ABOUT THIS TASK | Would you count the lines in the material below that include the string "execute"? Only the number is needed.

********************

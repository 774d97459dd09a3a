//! CLI route table over shape files

use direct_store::cli::{load_shape, Commands, RunContext};
use direct_store::FacadeError;
use std::path::PathBuf;
use tempfile::TempDir;

const SHOP_TOML: &str = r#"
mutations = ["reset"]

[modules.cart]
namespaced = true
actions = ["checkout"]
getters = ["total"]

[modules.cart.modules.items]
mutations = ["add"]

[modules.user]
namespaced = true
getters = ["name"]
"#;

struct Fixture {
    _dir: TempDir,
    shape: PathBuf,
    ctx: RunContext,
}

fn fixture() -> Fixture {
    let dir = TempDir::new().unwrap();
    let shape = dir.path().join("shop.toml");
    std::fs::write(&shape, SHOP_TOML).unwrap();
    let config = dir.path().join("config.toml");
    std::fs::write(&config, "[logging]\nlevel = \"off\"\n").unwrap();
    let ctx = RunContext::new(Some(config)).unwrap();
    Fixture {
        _dir: dir,
        shape,
        ctx,
    }
}

#[test]
fn test_keys_json_lists_every_member() {
    let f = fixture();
    let output = f
        .ctx
        .execute(&Commands::Keys {
            shape: f.shape.clone(),
            format: "json".to_string(),
            kind: None,
        })
        .unwrap();

    let entries: Vec<serde_json::Value> = serde_json::from_str(&output).unwrap();
    let pairs: Vec<(String, String)> = entries
        .iter()
        .map(|e| {
            (
                e["access"].as_str().unwrap().to_string(),
                e["key"].as_str().unwrap().to_string(),
            )
        })
        .collect();

    assert_eq!(entries.len(), 5);
    assert!(pairs.contains(&("reset".to_string(), "reset".to_string())));
    assert!(pairs.contains(&("cart.checkout".to_string(), "cart/checkout".to_string())));
    assert!(pairs.contains(&("cart.add".to_string(), "cart/add".to_string())));
    assert!(pairs.contains(&("user.name".to_string(), "user/name".to_string())));
}

#[test]
fn test_keys_kind_filter() {
    let f = fixture();
    let output = f
        .ctx
        .execute(&Commands::Keys {
            shape: f.shape.clone(),
            format: "json".to_string(),
            kind: Some("getter".to_string()),
        })
        .unwrap();

    let entries: Vec<serde_json::Value> = serde_json::from_str(&output).unwrap();
    assert_eq!(entries.len(), 2);
    assert!(entries.iter().all(|e| e["kind"] == "getter"));
}

#[test]
fn test_keys_text_is_a_table() {
    let f = fixture();
    let output = f
        .ctx
        .execute(&Commands::Keys {
            shape: f.shape.clone(),
            format: "text".to_string(),
            kind: None,
        })
        .unwrap();

    assert!(output.contains("Dispatch key"));
    assert!(output.contains("cart/checkout"));
}

#[test]
fn test_tree_nests_only_namespaced_modules() {
    let f = fixture();
    let output = f.ctx.execute(&Commands::Tree { shape: f.shape.clone() }).unwrap();

    assert!(output.starts_with("<root>"));
    assert!(output.contains("  cart/"));
    assert!(output.contains("    mutation add -> cart/add"));
    assert!(!output.contains("items/"));
}

#[test]
fn test_prefix_of_merged_and_namespaced_modules() {
    let f = fixture();
    let prefix = |module: &str| {
        f.ctx
            .execute(&Commands::Prefix {
                shape: f.shape.clone(),
                module: module.to_string(),
            })
            .unwrap()
    };

    assert_eq!(prefix(""), "<root>: (root namespace)");
    assert_eq!(prefix("cart"), "cart: cart/");
    assert_eq!(prefix("cart/items"), "cart/items: cart/");
}

#[test]
fn test_invalid_format_and_kind_are_errors() {
    let f = fixture();
    let bad_format = f.ctx.execute(&Commands::Keys {
        shape: f.shape.clone(),
        format: "yaml".to_string(),
        kind: None,
    });
    let bad_kind = f.ctx.execute(&Commands::Keys {
        shape: f.shape.clone(),
        format: "text".to_string(),
        kind: Some("module".to_string()),
    });

    assert!(matches!(bad_format, Err(FacadeError::ConfigError(_))));
    assert!(matches!(bad_kind, Err(FacadeError::ConfigError(_))));
}

#[test]
fn test_unreadable_shape_is_reported_with_path() {
    let dir = TempDir::new().unwrap();
    let path = dir.path().join("broken.json");
    std::fs::write(&path, "{ not json").unwrap();

    match load_shape(&path) {
        Err(FacadeError::ShapeFile { path: reported, .. }) => {
            assert!(reported.ends_with("broken.json"))
        }
        other => panic!("unexpected result: {:?}", other),
    }
}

********************

ANSWER AREA | 7